(Records from a data collection)
━━━━
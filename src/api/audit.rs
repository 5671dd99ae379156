use super::error::AppError;
use crate::audit::{AuditEntry, AuditStore};
use axum::{
    extract::{Query, State},
    response::Json,
    routing::get,
    Router,
};
use serde::Deserialize;
use std::sync::Arc;
use tracing::error;

/// State for the audit query endpoint.
#[derive(Clone)]
pub struct AuditAppState {
    pub audit: AuditStore,
}

#[derive(Debug, Deserialize)]
pub struct AuditQuery {
    /// Resource kind to filter on, e.g. `location`. Empty = no filter.
    pub resource: Option<String>,
}

pub fn create_audit_router(state: AuditAppState) -> Router {
    Router::new()
        .route("/audit-logs", get(list_audit_logs))
        .with_state(Arc::new(state))
}

/// GET /audit-logs?resource=<kind>
async fn list_audit_logs(
    State(state): State<Arc<AuditAppState>>,
    Query(query): Query<AuditQuery>,
) -> Result<Json<Vec<AuditEntry>>, AppError> {
    let resource = query.resource.as_deref().filter(|r| !r.is_empty());

    let entries = state.audit.list(resource).await.map_err(|e| {
        error!(error = %format!("{:#}", e), "Failed to query audit logs");
        AppError::InternalServerError("Failed to query audit logs".to_string())
    })?;

    Ok(Json(entries))
}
━━━━
*What you should do*
Could you write out, exactly, each line of the data above from the one containing "-> Result<Json<Vec<AuditEntry>>, AppError>" through the last, including both?

*Written response*
) -> Result<Json<Vec<AuditEntry>>, AppError> {
    let resource = query.resource.as_deref().filter(|r| !r.is_empty());

    let entries = state.audit.list(resource).await.map_err(|e| {
        error!(error = %format!("{:#}", e), "Failed to query audit logs");
        AppError::InternalServerError("Failed to query audit logs".to_string())
    })?;

    Ok(Json(entries))
}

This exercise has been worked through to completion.